The sale of TI’s former Sensors & Controls business was completed
on April 27, 2006, and that business is reported as a discontinued operation.
DALLAS (April 23, 2007) – Texas Instruments Incorporated (TI)
(NYSE: TXN) today reported revenue of $3.19 billion for the first quarter
of 2007. Revenue declined 8 percent compared with the prior quarter
and 4 percent compared with the year-ago quarter. Revenue was impacted
by an inventory correction in the semiconductor market.
Earnings per share (EPS) from continuing operations were $0.35, a decline
of $0.10 from the prior quarter. The fourth quarter of 2006 included
a benefit of $0.05 from the reinstatement of the federal research tax
credit and a benefit of $0.01 from catch-up payments associated with
new patent license agreements.
“We believe the inventory correction that began in the second
half of last year largely ended in the first quarter,” said Rich
Templeton, TI president and CEO. “Orders are beginning to rebound,
and we expect sequential growth to resume in the second quarter.
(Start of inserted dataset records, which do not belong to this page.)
//! End-to-end layout scenarios

use pretty_assertions::assert_eq;
use sheetpage::prelude::*;
use sheetpage::{AnchorPoint, FitToPage, Image, LineStyle, Margins, PageOrder, SequentialIds};

/// Points per 100 mm
const ROW_100_MM: f64 = 100.0 * 72.0 / 25.4;

/// Column width (characters) that renders as roughly 100 mm
const COL_100_MM: f64 = 53.3;

fn single_sheet(build: impl FnOnce(&mut Worksheet)) -> Workbook {
    let mut wb = Workbook::new();
    build(wb.worksheet_mut(0).unwrap());
    wb
}

#[test]
fn test_thin_and_thick_shared_edge_resolve_to_thick() {
    let wb = single_sheet(|ws| {
        let thin = Style::new().with_border(BorderStyle::new().with_right(BorderLineStyle::Thin, Color::Auto));
        let thick = Style::new().with_border(BorderStyle::new().with_left(BorderLineStyle::Thick, Color::Auto));
        ws.set_cell_value("A1", "left").unwrap();
        ws.set_cell_style("A1", &thin).unwrap();
        ws.set_cell_value("B1", "right").unwrap();
        ws.set_cell_style("B1", &thick).unwrap();
    });

    let result = wb.paginate().unwrap();
    let table = &result.document.tables().next().unwrap().table;
    let left = table.cell(0, 0).unwrap().borders.clone().unwrap();
    let right = table.cell(0, 1).unwrap().borders.clone().unwrap();

    let thick_mm = 3.0 * 25.4 / 96.0;
    assert_eq!(left.right, right.left);
    let edge = left.right.unwrap();
    assert!((edge.width - thick_mm).abs() < 1e-9);
    assert_eq!(edge.style, LineStyle::Solid);
}

#[test]
fn test_single_target_cell_trims_to_one_by_one() {
    let wb = single_sheet(|ws| {
        for row in 0..10 {
            ws.set_row_height(row, 20.0);
        }
        ws.set_cell_value_at(5, 5, "Target").unwrap();
    });

    let result = wb.paginate().unwrap();
    let tables: Vec<_> = result.document.tables().collect();
    assert_eq!(tables.len(), 1);

    let table = &tables[0].table;
    assert_eq!(table.row_heights.len(), 1);
    assert_eq!(table.column_widths.len(), 1);
    assert_eq!(table.cells.len(), 1);
    assert_eq!((table.cells[0].row, table.cells[0].col), (0, 0));
    assert_eq!(table.cells[0].value, "Target");
}

#[test]
fn test_sheet_fit_to_one_page_shrinks_wide_content() {
    let wb = single_sheet(|ws| {
        ws.page_setup_mut().fit_to_page = Some(FitToPage {
            width: Some(1),
            height: Some(1),
        });
        for col in 0..4 {
            ws.set_column_width(col, COL_100_MM);
            ws.set_cell_value_at(0, col, "wide").unwrap();
        }
    });

    let result = wb
        .paginate_with_options(&ConvertOptions::default().with_paper_size(PaperSize::A4))
        .unwrap();

    assert_eq!(result.document.surfaces.len(), 1);
    let node = result.document.tables().next().unwrap();
    assert!(node.width <= 210.0 + 1e-6, "width {}", node.width);
    assert!(node.x + node.width <= 210.0 + 1e-6);
}

#[test]
fn test_manual_break_splits_first_row() {
    let wb = single_sheet(|ws| {
        for row in 0..4 {
            ws.set_row_height(row, ROW_100_MM);
            ws.set_cell_value_at(row, 0, f64::from(row)).unwrap();
        }
        ws.page_setup_mut().row_breaks = vec![1];
    });

    let options = ConvertOptions::default().with_fit_to_page(false);
    let result = wb.paginate_with_options(&options).unwrap();

    assert!(result.document.surfaces.len() >= 2);
    let first_surface = &result.document.surfaces[0].id;
    let first_table = result
        .document
        .tables()
        .find(|t| &t.surface_id == first_surface)
        .unwrap();
    assert_eq!(first_table.table.row_heights.len(), 1);
}

#[test]
fn test_page_order_over_then_down() {
    let build = |order: PageOrder| {
        single_sheet(|ws| {
            for row in 0..2 {
                ws.set_row_height(row, ROW_100_MM * 2.0);
                for col in 0..2 {
                    ws.set_column_width(col, COL_100_MM * 1.5);
                    ws.set_cell_value_at(row, col, format!("r{row}c{col}")).unwrap();
                }
            }
            ws.page_setup_mut().page_order = order;
        })
    };
    let options = ConvertOptions::default().with_fit_to_page(false);
    let first_values = |wb: &Workbook| -> Vec<String> {
        let result = wb.paginate_with_options(&options).unwrap();
        result
            .document
            .tables()
            .map(|t| t.table.cells[0].value.clone())
            .collect()
    };

    assert_eq!(
        first_values(&build(PageOrder::DownThenOver)),
        vec!["r0c0", "r1c0", "r0c1", "r1c1"]
    );
    assert_eq!(
        first_values(&build(PageOrder::OverThenDown)),
        vec!["r0c0", "r0c1", "r1c0", "r1c1"]
    );
}

#[test]
fn test_multi_sheet_page_numbers_restart() {
    let mut wb = Workbook::new();
    wb.worksheet_mut(0).unwrap().set_cell_value("A1", "one").unwrap();
    let second = wb.add_worksheet_with_name("Second").unwrap();
    wb.worksheet_mut(second).unwrap().set_cell_value("A1", "two").unwrap();

    let result = wb.paginate().unwrap();
    let pages: Vec<_> = result
        .document
        .surfaces
        .iter()
        .map(|s| (s.sheet_name.as_str(), s.page_number))
        .collect();
    assert_eq!(pages, vec![("Sheet1", 1), ("Second", 1)]);
    assert_eq!(result.document.tables().count(), 2);
}

#[test]
fn test_missing_sheet_is_fatal() {
    let wb = Workbook::new();

    let by_name = ConvertOptions::default().with_sheet("Nope");
    assert!(matches!(
        wb.paginate_with_options(&by_name),
        Err(LayoutError::SheetNotFound(name)) if name == "Nope"
    ));

    let by_index = ConvertOptions::default().with_sheet(3usize);
    assert!(matches!(
        wb.paginate_with_options(&by_index),
        Err(LayoutError::SheetOutOfBounds(3, 1))
    ));
}

#[test]
fn test_custom_range_beats_print_area() {
    let wb = single_sheet(|ws| {
        for row in 0..5 {
            for col in 0..5 {
                ws.set_cell_value_at(row, col, format!("{row}{col}")).unwrap();
            }
        }
        ws.set_print_area(Some(CellRange::parse("A1:E5").unwrap()));
    });

    let options = ConvertOptions::default().with_range("B2:C3");
    let result = wb.paginate_with_options(&options).unwrap();
    let table = &result.document.tables().next().unwrap().table;
    let values: Vec<_> = table.cells.iter().map(|c| c.value.as_str()).collect();
    assert_eq!(values, vec!["11", "12", "21", "22"]);
}

#[test]
fn test_header_and_footer_fields() {
    let wb = single_sheet(|ws| {
        for row in 0..3 {
            ws.set_row_height(row, ROW_100_MM * 2.0);
            ws.set_cell_value_at(row, 0, "x").unwrap();
        }
        ws.page_setup_mut().header = Some("&L&A&RPage &P of &N".to_string());
        ws.page_setup_mut().footer = Some("&C&F".to_string());
    });

    let options = ConvertOptions::default()
        .with_fit_to_page(false)
        .with_title("Quarterly");
    let result = wb.paginate_with_options(&options).unwrap();

    assert_eq!(result.document.surfaces.len(), 3);
    let second = &result.document.surfaces[1];
    let header = second.header.clone().unwrap();
    assert_eq!(header.left, "Sheet1");
    assert_eq!(header.right, "Page 2 of 3");
    assert_eq!(second.footer.clone().unwrap().center, "Quarterly");
}

#[test]
fn test_margin_override_positions_table() {
    let wb = single_sheet(|ws| {
        ws.set_cell_value("A1", "x").unwrap();
    });

    let options = ConvertOptions::default().with_margins_mm(Margins::uniform(12.5));
    let result = wb.paginate_with_options(&options).unwrap();
    let node = result.document.tables().next().unwrap();
    assert_eq!((node.x, node.y), (12.5, 12.5));
}

#[test]
fn test_image_becomes_data_uri_node() {
    let wb = single_sheet(|ws| {
        ws.set_cell_value("A1", "x").unwrap();
        ws.set_cell_value("B2", "y").unwrap();
        ws.set_cell_value("C3", "z").unwrap();
        ws.add_image(Image::new(
            "logo",
            "png",
            b"png-bytes".to_vec(),
            AnchorPoint::at(1, 1),
            Some(AnchorPoint::at(2, 2)),
        ));
    });

    let result = wb.paginate().unwrap();
    let image = result.document.images().next().unwrap();
    assert_eq!(image.mime_type, "image/png");
    assert!(image.src.starts_with("data:image/png;base64,"));
    assert_eq!(image.surface_id, result.document.surfaces[0].id);
    assert!(image.width > 0.0 && image.height > 0.0);
}

#[test]
fn test_image_geometry_on_second_page() {
    let wb = single_sheet(|ws| {
        for row in 0..6 {
            ws.set_row_height(row, ROW_100_MM);
            ws.set_cell_value_at(row, 0, "a").unwrap();
            ws.set_cell_value_at(row, 1, "b").unwrap();
        }
        ws.set_cell_value_at(7, 0, "hidden").unwrap();
        ws.set_row_hidden(7, true);

        ws.add_image(Image::new(
            "sized",
            "png",
            b"one".to_vec(),
            AnchorPoint::at(5, 1).with_offset(20.0, 40.0),
            Some(AnchorPoint::at(5, 1).with_offset(60.0, 100.0)),
        ));
        ws.add_image(Image::new(
            "lost-end",
            "png",
            b"two".to_vec(),
            AnchorPoint::at(5, 0),
            Some(AnchorPoint::at(7, 0)),
        ));
        ws.add_image(Image::new(
            "overhang",
            "png",
            b"three".to_vec(),
            AnchorPoint::at(5, 0).with_offset(1000.0, 0.0),
            None,
        ));
    });

    // 100 mm rows at half scale: five rows fill the first page
    let options = ConvertOptions::default()
        .with_manual_scale(0.5)
        .with_margins_mm(Margins::uniform(10.0));
    let result = wb.paginate_with_options(&options).unwrap();
    assert_eq!(result.document.surfaces.len(), 2);
    let second = &result.document.surfaces[1];
    assert_eq!(second.page_number, 2);

    let table = result
        .document
        .tables()
        .find(|t| t.surface_id == second.id)
        .unwrap();
    assert_eq!(table.table.row_heights.len(), 1);
    assert_eq!((table.x, table.y), (10.0, 10.0));

    let px = |n: f64| n * 25.4 / 96.0 * 0.5;
    let images: Vec<_> = result.document.images().collect();
    assert_eq!(images.len(), 3);
    assert!(images.iter().all(|i| i.surface_id == second.id));

    let sized = images[0];
    let first_col = table.table.column_widths[0];
    assert!((sized.x - (10.0 + first_col + px(40.0))).abs() < 1e-9, "x {}", sized.x);
    assert!((sized.y - (10.0 + px(20.0))).abs() < 1e-9, "y {}", sized.y);
    assert!((sized.width - px(60.0)).abs() < 1e-9);
    assert!((sized.height - px(40.0)).abs() < 1e-9);

    let lost_end = images[1];
    assert!((lost_end.x - 10.0).abs() < 1e-9 && (lost_end.y - 10.0).abs() < 1e-9);
    assert_eq!((lost_end.width, lost_end.height), (10.0, 10.0));

    // Pushed below the page content, it stays with its anchor cell
    let overhang = images[2];
    assert!((overhang.y - (10.0 + px(1000.0))).abs() < 1e-9);
    assert_eq!((overhang.width, overhang.height), (10.0, 10.0));
    assert!(result.diagnostics.is_empty());
}

#[test]
fn test_low_scale_is_reported_not_fatal() {
    let wb = single_sheet(|ws| {
        ws.set_cell_value("A1", "tiny").unwrap();
    });

    let options = ConvertOptions::default().with_manual_scale(0.1);
    let result = wb.paginate_with_options(&options).unwrap();
    assert!(matches!(
        &result.diagnostics[..],
        [Diagnostic::LowScale { scale, .. }] if (*scale - 0.1).abs() < 1e-12
    ));
    assert_eq!(result.document.surfaces.len(), 1);
}

#[test]
fn test_output_serializes_camel_case() {
    let wb = single_sheet(|ws| {
        ws.set_cell_value("A1", "x").unwrap();
    });

    let result = wb
        .paginate_with_ids(&ConvertOptions::default(), &mut SequentialIds::new())
        .unwrap();
    let json = serde_json::to_value(&result.document).unwrap();

    assert_eq!(json["surfaces"][0]["pageNumber"], 1);
    assert_eq!(json["nodes"][0]["type"], "table");
    assert_eq!(json["nodes"][0]["surfaceId"], "page-1");
    assert!(json["nodes"][0]["table"]["rowHeights"].is_array());
}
“TI’s performance in the first quarter was confirmation
of fundamental and sustainable long-term changes we have made in the
company. Even with an 8 percent decline in sequential revenue, gross
margin remained above 50 percent and operating margin remained above
20 percent. TI performed considerably better than in prior troughs because
of a more resilient manufacturing strategy and a stronger portfolio
of analog products.
“Analog will continue to play an increasing role in our company.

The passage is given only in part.